Enron Apparently Still Exists, And Its Trying To Poison North Texans
- Everyone’s favorite disgraced energy giant, Enron Oil and Gas (EOG) is up to its neck in complaints from residents living near a proposed sand mine in Cooke County, along the Oklahoma border. Residents expressed concerns about respiratory diseases and cancer to a TCEQ hearing on the subject in Gainesville. “The real problems begin when they start operating. We’re gonna have air pollution, that’s our major concern, we’re gonna have water problems, that’s another major concern, we’re gonna have truck traffic, emissions from those trucks,” said a concerned citizen, Ozlem Altiok. A TCEQ contested case hearing will begin on Thursday to determine who will be affected by the mine, and whether construction can continue.
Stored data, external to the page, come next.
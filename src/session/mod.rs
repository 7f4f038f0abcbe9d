use std::{collections::HashMap, sync::Arc};

use actix::Recipient;
use chrono::Utc;
use parking_lot::Mutex;
use tracing::{error, info, warn};
use uuid::Uuid;

use crate::{
    display::DisplayPreparer,
    errors::{GameError, GameResult},
    flights::FlightService,
    hub::messages::SendToSession,
    metrics::MetricsCtx,
    models::{
        Difficulty, EndGameResponse, GameSession, GuessResponse, Round, SessionStatus,
        StartGameResponse,
    },
    protocol::HubEvent,
    scoring::ScoringEngine,
    store::{LeaderboardStore, SessionStore},
};

/// Everything the engine needs, wired once at startup.
pub struct SessionEngineDeps {
    pub flights: Arc<FlightService>,
    pub display: Arc<DisplayPreparer>,
    pub scoring: ScoringEngine,
    pub sessions: Arc<dyn SessionStore>,
    pub leaderboard: Arc<dyn LeaderboardStore>,
    pub notifier: Option<Recipient<SendToSession>>,
    pub metrics: Arc<MetricsCtx>,
    pub total_rounds: usize,
}

/// Game session state machine: start, one guess per round, then completed.
///
/// Calls for the same session are serialised by a per-session async lock so that
/// every guess sees the state left by the previous one.
pub struct SessionEngine {
    flights: Arc<FlightService>,
    display: Arc<DisplayPreparer>,
    scoring: ScoringEngine,
    sessions: Arc<dyn SessionStore>,
    leaderboard: Arc<dyn LeaderboardStore>,
    notifier: Option<Recipient<SendToSession>>,
    metrics: Arc<MetricsCtx>,
    total_rounds: usize,
    locks: Mutex<HashMap<Uuid, Arc<tokio::sync::Mutex<()>>>>,
}

impl SessionEngine {
    pub fn new(deps: SessionEngineDeps) -> Self {
        Self {
            flights: deps.flights,
            display: deps.display,
            scoring: deps.scoring,
            sessions: deps.sessions,
            leaderboard: deps.leaderboard,
            notifier: deps.notifier,
            metrics: deps.metrics,
            total_rounds: deps.total_rounds.max(1),
            locks: Mutex::new(HashMap::new()),
        }
    }

    pub fn total_rounds(&self) -> usize {
        self.total_rounds
    }

    fn lock_for(&self, session_id: Uuid) -> Arc<tokio::sync::Mutex<()>> {
        let mut locks = self.locks.lock();
        // 아무도 잡고 있지 않은 락은 정리
        locks.retain(|_, lock| Arc::strong_count(lock) > 1);
        locks.entry(session_id).or_default().clone()
    }

    fn notify(&self, session_id: Uuid, event: HubEvent) {
        if let Some(notifier) = &self.notifier {
            notifier.do_send(SendToSession { session_id, event });
        }
    }

    async fn load(&self, session_id: Uuid) -> GameResult<GameSession> {
        self.sessions
            .get(session_id)
            .await?
            .ok_or_else(|| GameError::session_not_found(session_id))
    }

    pub async fn session(&self, session_id: Uuid) -> GameResult<GameSession> {
        self.load(session_id).await
    }

    pub async fn start(&self, username: &str, difficulty: Difficulty) -> GameResult<StartGameResponse> {
        let username = username.trim();
        if username.is_empty() {
            return Err(GameError::InvalidUsername);
        }

        let flights = self
            .flights
            .sample_for_game(difficulty, self.total_rounds)
            .await?;

        let now = Utc::now();
        let rounds: Vec<Round> = flights
            .into_iter()
            .enumerate()
            .map(|(i, flight)| Round::new(i as u32 + 1, flight, now))
            .collect();

        let session = GameSession {
            session_id: Uuid::new_v4(),
            username: username.to_string(),
            difficulty,
            started_at: now,
            ended_at: None,
            total_score: 0,
            rounds,
            status: SessionStatus::InProgress,
            recorded: false,
        };
        let first = session
            .rounds
            .first()
            .ok_or(GameError::NoFlightsAvailable)?;
        self.sessions.create(&session).await?;

        let flight = self.display.prepare(&first.flight, difficulty);

        self.metrics.inc_game_started(difficulty);
        info!(
            "Game {} started for {} ({}, {} rounds)",
            session.session_id,
            session.username,
            difficulty,
            session.rounds.len()
        );
        self.notify(
            session.session_id,
            HubEvent::RoundStart {
                session_id: session.session_id,
                round_number: first.round_number,
                flight: flight.clone(),
            },
        );

        Ok(StartGameResponse {
            session_id: session.session_id,
            difficulty,
            total_rounds: session.rounds.len(),
            current_round: first.round_number,
            flight,
        })
    }

    pub async fn guess(
        &self,
        session_id: Uuid,
        airport_code: &str,
        confidence: i32,
    ) -> GameResult<GuessResponse> {
        let code = airport_code.trim().to_uppercase();
        if code.is_empty() {
            return Err(GameError::InvalidGuess);
        }

        let lock = self.lock_for(session_id);
        let _guard = lock.lock().await;

        let mut session = self.load(session_id).await?;
        if session.is_completed() {
            return Err(GameError::GameCompleted);
        }
        let index = session
            .current_round_index()
            .ok_or(GameError::InvalidRound)?;

        let now = Utc::now();
        let difficulty = session.difficulty;
        let round = &mut session.rounds[index];
        let elapsed = ((now - round.started_at).num_milliseconds() as f64 / 1000.0).max(0.0);

        let score = self.scoring.score(
            &round.actual_arrival,
            &code,
            difficulty,
            elapsed,
            Some(&round.flight.arrival),
        );

        round.player_guess = Some(code);
        round.points_earned = score.total_points;
        round.guess_time = elapsed;
        round.confidence = confidence;
        round.completed_at = Some(now);
        let round_number = round.round_number;
        session.total_score += score.total_points;

        let next_flight = if index + 1 == session.rounds.len() {
            session.complete(now);
            self.metrics.inc_game_completed(difficulty);
            None
        } else {
            // 다음 라운드의 타이머는 서버 기준으로 지금부터 시작
            let next = &mut session.rounds[index + 1];
            next.started_at = now;
            Some((next.round_number, self.display.prepare(&next.flight, difficulty)))
        };

        self.sessions.update(&session).await?;
        self.metrics.inc_guess(score.match_type);

        self.notify(
            session_id,
            HubEvent::GuessResult {
                session_id,
                round_number,
                score: score.clone(),
                total_score: session.total_score,
            },
        );
        if let Some((next_round, flight)) = &next_flight {
            self.notify(
                session_id,
                HubEvent::RoundStart {
                    session_id,
                    round_number: *next_round,
                    flight: flight.clone(),
                },
            );
        }

        Ok(GuessResponse {
            score,
            round_number,
            is_game_over: session.is_completed(),
            next_flight: next_flight.map(|(_, flight)| flight),
            total_score: session.total_score,
        })
    }

    /// Completes the game if needed, records the score once and reports the rank.
    pub async fn end(&self, session_id: Uuid) -> GameResult<EndGameResponse> {
        let lock = self.lock_for(session_id);
        let _guard = lock.lock().await;

        let mut session = self.load(session_id).await?;
        let mut dirty = false;
        // 이미 종료·기록된 세션에 대한 반복 호출은 알림을 다시 보내지 않음
        let repeat = session.is_completed() && session.recorded;

        if !session.is_completed() {
            session.complete(Utc::now());
            self.metrics.inc_game_completed(session.difficulty);
            dirty = true;
        }

        if !session.recorded {
            match self.leaderboard.save_score(&session).await {
                Ok(_) => {
                    session.recorded = true;
                    dirty = true;
                }
                Err(e) => {
                    // 점수 저장 실패는 응답을 막지 않습니다.
                    error!("Failed to save score for game {}: {}", session_id, e);
                    self.metrics.inc_leaderboard_write_failure();
                }
            }
        }

        if dirty {
            self.sessions.update(&session).await?;
        }

        let rank = match self
            .leaderboard
            .rank(&session.username, session.difficulty)
            .await
        {
            Ok(rank) => rank.unwrap_or(0),
            Err(e) => {
                warn!("Failed to resolve rank for {}: {}", session.username, e);
                0
            }
        };

        info!(
            "Game {} ended for {} with {} points (rank {})",
            session_id, session.username, session.total_score, rank
        );
        if !repeat {
            self.notify(
                session_id,
                HubEvent::GameEnd {
                    session_id,
                    total_score: session.total_score,
                    rank,
                },
            );
        }

        Ok(EndGameResponse {
            session_id,
            total_score: session.total_score,
            rounds: session.rounds,
            rank,
            difficulty: session.difficulty,
        })
    }
}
Remember To Visit The Beach While It’s Still There
- Climate Central released this nifty map which allows you to see exactly where flooding will occur as sea levels begin to rise due to global climate change. The map coincides with a recent Organization for Economic Cooperation and Development report which predicts that by 2070 sea level changes will effect 120 million people and cost around $35 trillion in damages. Galveston, for instance, sees little flooding from a moderate 2 foot flood surge, but is nearly wiped off the map in the event of a 6 foot surge.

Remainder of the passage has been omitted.